To promote the development of NER systems, the BioCreative V.5, a major challenge event in biomedical natural language processing, organized three tracks to focus on biomedical entity recognition in patents. This challenge included three individual tracks: two traditional BioCreative tracks to detect relevant biomedical entities (chemical entity mention recognition (CEMP) track and gene and protein related object recognition (GPRO) track) and a novel track called technical interoperability and performance of annotation servers (TIPS). The latter focuses on the technical aspects of the evaluation of continuous text Annotation Servers for NER. For the challenge, we participated in the CEMP and GPRO tracks, and our submissions to the two tracks were created by our deep learning system.
The biomedical NER is a fundamental step for further biomedical text mining and has received much more attention recently. However, biomedical NER is particularly challenging due to some reasons. For example, for gene/protein NER, millions of gene/protein names are used, new names are created constantly and rapidly, gene/protein names naturally co-occur with other types that have similar morphology and context, various ways of naming gene and ambiguities caused by DNA sequences may vary in nonspecific ways . In the previous works, the state-of-the-art CRF-based biomedical NER methods [5–9] depend on effective feature engineering, i.e., the design of effective features using various natural language processing (NLP) tools and knowledge resources, which is still a labor-intensive and skill-dependent task. Recently, deep learning has become prevalent in the machine learning research community. These are neural network-based representation learning methods that compose simple but non-linear modules to obtain multiple levels of representation . For the NER task in general domain (such as news domain), several similar neural network architectures [11–13] have been proposed and exhibit promising results. Moreover, deep learning methods have begun to be explored in biomedical field, including genes and proteins , diseases  and chemicals . Compared with the traditional machine learning methods, the key advantage of deep learning methods is that these layers of features are not designed by human engineers and, therefore, less feature engineering is needed.
In this paper, we describe our NER systems based on the neural network for the CEMP and GPRO tracks. In the approach, first the word embedding is learned from a large unlabeled dataset. Thereafter, character feature is produced with the character and capitalization embeddings. Then the concatenation of the character feature and the word embedding is used as a basic input. Finally, the input is fed into a bidirectional long short-term memory with a conditional random field layer (BiLSTM-CRF) to recognize chemical and gene/protein entities from patents. Furthermore, we explored the effect of additional features (i.e., part of speech (POS), chunking and NER features generated by the GENIA tagger) for the neural network model. In the official results, our best runs achieve the highest performances (the F-scores of 90.42% and 79.19% on the CEMP and GPRO corpora, respectively) in both tracks. The details of our method and results are presented in the following sections.
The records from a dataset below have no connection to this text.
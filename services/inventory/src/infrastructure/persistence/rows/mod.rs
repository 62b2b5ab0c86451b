//! 数据库行映射结构

use chrono::{DateTime, Utc};
use sqlx::FromRow;

/// 物料数据库行
#[derive(Debug, FromRow)]
pub struct MaterialRow {
    pub id: String,
    pub serial_number: Option<String>,
    pub label: String,
    pub in_stock: bool,
    pub note: Option<String>,
    pub position: Option<String>,
    pub last_action: Option<String>,
    pub last_actor: Option<String>,
    pub previous_holder: Option<String>,
}

/// 物料日志数据库行
#[derive(Debug, FromRow)]
pub struct LogRow {
    pub id: String,
    pub material_id: String,
    pub timestamp: DateTime<Utc>,
    pub actor: String,
    pub description: String,
}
First, document titles and abstracts are extracted from the dataset. The extracted text is then split into the sentences, tokenized using the Stanford CoreNLP tool . Note that the tokenization of the Stanford CoreNLP tool does not split text into segments at the dash (-) character. However, in the biomedical documents, some chemical and gene/protein entity names and other words are always combined into one token using dash character. For example, “ephrinB-EphB” is annotated as two entities (i.e., “ephrinB” and “EphB”); “CD3-binders” is only annotated with “CD3” as an entity. To address the cases, we broke the text into separated segments at the dash character (e.g., “ephrinB-EphB” is split into three tokens: “ephrinB”, “-” and “EphB”). The experimental results show that the processing can improve the performance of our system.
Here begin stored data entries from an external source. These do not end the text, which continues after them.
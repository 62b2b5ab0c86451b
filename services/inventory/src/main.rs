//! lager-inventory - 扫码出入库控制台

use std::sync::Arc;

use lager_bootstrap::{
    Infrastructure, RetryConfig, ShutdownController, run_with_shutdown, with_retry,
};
use lager_errors::{AppError, AppResult};
use lager_inventory::api::{Console, Reply};
use lager_inventory::application::InventoryEngine;
use lager_inventory::domain::enums::ScanMode;
use lager_inventory::domain::repositories::MaterialRepository;
use lager_inventory::infrastructure::persistence::{
    CloudMaterialRepository, SqliteMaterialRepository,
};
use tokio::io::{AsyncBufReadExt, BufReader};
use tokio_util::sync::CancellationToken;
use tracing::info;

#[tokio::main]
async fn main() -> Result<(), Box<dyn std::error::Error>> {
    lager_bootstrap::run("config", |infra: Infrastructure, shutdown: ShutdownController| async move {
        info!("Initializing inventory console...");

        let watcher_token = shutdown.child_token();
        let repo = build_repository(&infra, watcher_token).await?;

        let scanner = &infra.config().scanner;
        let engine = Arc::new(
            InventoryEngine::new(repo)
                .with_mode(ScanMode::from(scanner.default_mode))
                .with_actor(scanner.default_actor.clone()),
        );

        let retry_config = RetryConfig::default();
        let initial_load = with_retry(&retry_config, "initial load", || engine.refresh());
        let Some(count) = run_with_shutdown(&shutdown, initial_load).await? else {
            engine.shutdown().await;
            infra.close().await;
            return Ok(());
        };
        info!(count, "Materials loaded");

        if engine.start_sync() {
            info!("Live sync enabled");
        }

        let console = Console::new(Arc::clone(&engine), infra.config().protocol.clone());
        let result = run_console(&console, &shutdown).await;

        engine.shutdown().await;
        infra.close().await;
        result
    })
    .await
}

async fn build_repository(
    infra: &Infrastructure,
    watcher_token: CancellationToken,
) -> AppResult<Arc<dyn MaterialRepository>> {
    let config = infra.config();
    if config.uses_cloud() {
        let (Some(cloud), Some(client)) = (&config.cloud, infra.http_client()) else {
            return Err(AppError::internal("cloud backend configured without HTTP client"));
        };
        let repo = Arc::new(CloudMaterialRepository::new(client.clone(), cloud));
        Arc::clone(&repo).start_watcher(watcher_token);
        info!("Using cloud repository");
        return Ok(repo);
    }

    let pool = infra
        .sqlite_pool()
        .cloned()
        .ok_or_else(|| AppError::internal("no storage backend configured"))?;
    let repo = SqliteMaterialRepository::new(pool);
    repo.migrate().await?;
    info!("Using SQLite repository");
    Ok(Arc::new(repo))
}

/// 逐行读取标准输入，直到 `:quit`、EOF 或关闭信号
async fn run_console(console: &Console, shutdown: &ShutdownController) -> AppResult<()> {
    let mut lines = BufReader::new(tokio::io::stdin()).lines();

    loop {
        let line = tokio::select! {
            line = lines.next_line() => line
                .map_err(|e| AppError::internal(format!("Failed to read input: {}", e)))?,
            _ = shutdown.wait() => break,
        };

        let Some(line) = line else {
            break;
        };

        match console.handle_line(&line).await {
            Reply::Lines(output) => {
                for text in output {
                    println!("{text}");
                }
            }
            Reply::Quit => break,
        }
    }

    info!("Console closed");
    Ok(())
}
An example of all features
s u b s t i t u d e d
p i p e r i d i n e s
w i t h
s e l e c t i v e
b i n d i n g
h i s t a m i n e
r e c e p t o r
Word embedding, also known as distributed word representation, can capture both the semantic and syntactic information of words from a large unlabeled corpus and has attracted considerable attention from many researchers . Compared with the bag-of-words representation, word embedding is low-dimensional and dense. In recent years, several models, such as word2vec  and GloVe , have been proposed and widely used in the field of NLP. To achieve a high-quality word embedding, we downloaded a total of 1,918,662 MEDLINE abstracts from the PubMed website as the unlabeled data. Then the data and all datasets (The training set comprises a total of 21,000 abstracts, and the test set comprises a total of 9000 abstracts.) provided in the BioCreative V.5 CEMP and GPRO tracks were used to train the word embedding by the word2vec tool using the skip-gram model as pre-trained word embedding.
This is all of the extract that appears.